Many times in life, that which causes our greatest grief and sorrow is also the stimuli for our deepest spiritual growth. It’s a paradox that illness can bring healing, vulnerability can bring security, death can bring new life.
Paradox is a theme in our chapter this week in our Lenten book, “The Restoration Project” as we consider what it means to be stripped.
In “The Restoration Project” the author aligns being stripped with deterioration, with the process of reversing the deterioration of DaVinci’s famous painting of The Last Supper by stripping away years of dirt as well as paint from previous attempts at restoration.
We humans deteriorate too from unhealthy behaviors such as feelings of entitlement, prejudice, and judging.
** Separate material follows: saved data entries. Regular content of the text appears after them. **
const APPOINTMENT_COLUMNS: &str = "appointment_id, firm_id, client_id, assigned_staff_id, \
     staff_name, appointment_date, appointment_time, duration_minutes, status, send_reminder, \
     reminder_24h_sent_utc, reminder_1h_sent_utc, notes, created_utc, updated_utc";

const DOCUMENT_COLUMNS: &str = "document_id, firm_id, client_id, document_name, document_type, \
     file_size_bytes, upload_date, expiry_date, visibility, version_number, previous_version, \
     created_utc, updated_utc";

const CLIENT_COLUMNS: &str = "client_id, firm_id, client_name, email, whatsapp_number, status, \
     portal_access_enabled, created_utc, updated_utc";

fn db_error(context: &str, e: sqlx::Error) -> AppError {
    AppError::DatabaseError(anyhow::anyhow!("{}: {}", context, e))
}

/// Database connection pool wrapper.
#[derive(Clone)]
pub struct Database {
    pool: PgPool,
}

impl Database {
    /// Create a new database connection pool.
    #[instrument(skip(database_url), fields(service = "practice-service"))]
    pub async fn new(
        database_url: &str,
        max_connections: u32,
        min_connections: u32,
    ) -> Result<Self, AppError> {
        info!(
            max_connections = max_connections,
            min_connections = min_connections,
            "Connecting to PostgreSQL"
        );

        let pool = PgPoolOptions::new()
            .max_connections(max_connections)
            .min_connections(min_connections)
            .acquire_timeout(Duration::from_secs(30))
            .idle_timeout(Duration::from_secs(600))
            .connect(database_url)
            .await
            .map_err(|e| AppError::DatabaseError(anyhow::anyhow!("Failed to connect: {}", e)))?;

        info!("PostgreSQL connection pool established");

        Ok(Self { pool })
    }

    /// Get a reference to the connection pool.
    pub fn pool(&self) -> &PgPool {
        &self.pool
    }

    /// Run database migrations.
    #[instrument(skip(self))]
    pub async fn run_migrations(&self) -> Result<(), AppError> {
        info!("Running database migrations");
        sqlx::migrate!("./migrations")
            .run(&self.pool)
            .await
            .map_err(|e| AppError::DatabaseError(anyhow::anyhow!("Migration failed: {}", e)))?;
        info!("Database migrations completed");
        Ok(())
    }
}

#[async_trait]
impl StoreHealth for Database {
    async fn ping(&self) -> Result<(), AppError> {
        let timer = DB_QUERY_DURATION
            .with_label_values(&["health_check"])
            .start_timer();

        sqlx::query("SELECT 1")
            .execute(&self.pool)
            .await
            .map_err(|e| db_error("Health check failed", e))?;

        timer.observe_duration();
        Ok(())
    }
}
Jesus reminds us that we are not to behave this way; we are not to strip others of their basic human right for dignity and integrity.
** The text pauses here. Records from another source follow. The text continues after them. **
//! Appointment handlers.

use crate::models::{AppointmentStatus, TemplateType};
use crate::repository::{AppointmentStore, ClientStore};
use crate::services::{Clock, NotificationDispatcher};
use crate::startup::AppState;
use axum::{
    extract::{Path, State},
    Json,
};
use serde::{Deserialize, Serialize};
use service_core::error::AppError;
use uuid::Uuid;

#[derive(Debug, Deserialize, Default)]
pub struct CancelAppointmentRequest {
    pub reason: Option<String>,
}

#[derive(Debug, Serialize)]
pub struct CancelAppointmentResponse {
    pub success: bool,
    pub status: String,
}

/// Cancel an appointment and notify the client. Notification failure
/// does not undo the cancellation.
#[tracing::instrument(skip(state, request), fields(appointment_id = %appointment_id))]
pub async fn cancel_appointment(
    State(state): State<AppState>,
    Path(appointment_id): Path<Uuid>,
    Json(request): Json<CancelAppointmentRequest>,
) -> Result<Json<CancelAppointmentResponse>, AppError> {
    let mut appointment = state
        .store
        .appointments
        .find(appointment_id)
        .await?
        .ok_or_else(|| AppError::NotFound(anyhow::anyhow!("Appointment not found")))?;

    if AppointmentStatus::from_string(&appointment.status) == AppointmentStatus::Cancelled {
        return Err(AppError::Conflict(anyhow::anyhow!(
            "Appointment is already cancelled"
        )));
    }

    appointment.status = AppointmentStatus::Cancelled.as_str().to_string();
    if let Some(reason) = &request.reason {
        appointment.notes = Some(match &appointment.notes {
            Some(notes) => format!("{}\n\nCancellation Reason: {}", notes, reason),
            None => format!("Cancellation Reason: {}", reason),
        });
    }
    appointment.updated_utc = state.clock.now();
    state.store.appointments.update(&appointment).await?;

    let client_name = match state.store.clients.find(appointment.client_id).await {
        Ok(Some(client)) => client.client_name,
        _ => String::new(),
    };
    let data = serde_json::json!({
        "client_name": client_name,
        "appointment_date": appointment.appointment_date.to_string(),
        "appointment_time": appointment.appointment_time.format("%H:%M").to_string(),
        "staff_name": appointment.staff_name,
        "reason": request.reason.unwrap_or_else(|| "Not specified".to_string()),
    });

    if let Err(e) = state
        .notifier
        .dispatch(
            appointment.client_id,
            TemplateType::AppointmentCancelled,
            &data,
        )
        .await
    {
        tracing::warn!(
            error = %e,
            appointment_id = %appointment_id,
            "Failed to send cancellation notification"
        );
    }

    Ok(Json(CancelAppointmentResponse {
        success: true,
        status: appointment.status,
    }))
}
And yet people are stripped all the time.
People are stripped of life - think of those murdered or under the threat of terrorism and war.
Stripped of hope, think of those in poverty or war torn regions or deeply depressed.
One can be stripped of integrity, think of those who are raped, abused or belittled, those who have suffered decades of racism or sexism or genderism.
One can be stripped of responsibility if one is fired or laid off or in other ways deprived of meaningful work.
One can be stripped of one’s identity by abuse or oppression or imprisonment.
One might be stripped of one’s name, sold into marriage or kidnapped or trapped into sex trafficking or human slave labor.
One might be stripped of one’s knowledge by disease or an accident.
There are countless ways that one can be stripped.
On the other hand, stripping can be paradoxical. When one is intentional, one can be stripped of the behaviors that limit our ability to grow in relationship with God.
Stripped of envy, greed, gossip, complaining, or a failure to embrace our true self-worth as God sees us.
These may be unconscious; learned behaviors from our family system, or socially reenforced values that emphasize the individual at the expense of everyone else.
No doubt there are behaviors and values from modern society that we need to be stripped of. Stripped of these so that we can recognize the ways that God is active in our lives.
When we are able to truly embrace the depth of God’s love for us we find we have no need for envy, for greed, for self-aggrandizement, for belittling others, for belittling self.
As one develops a sense of self, grounded in God, one also forms within one’s self a deeper level of self-awareness and other awareness, of compassion and acceptance of others for being who they are.
This is restoration of, and for, the soul.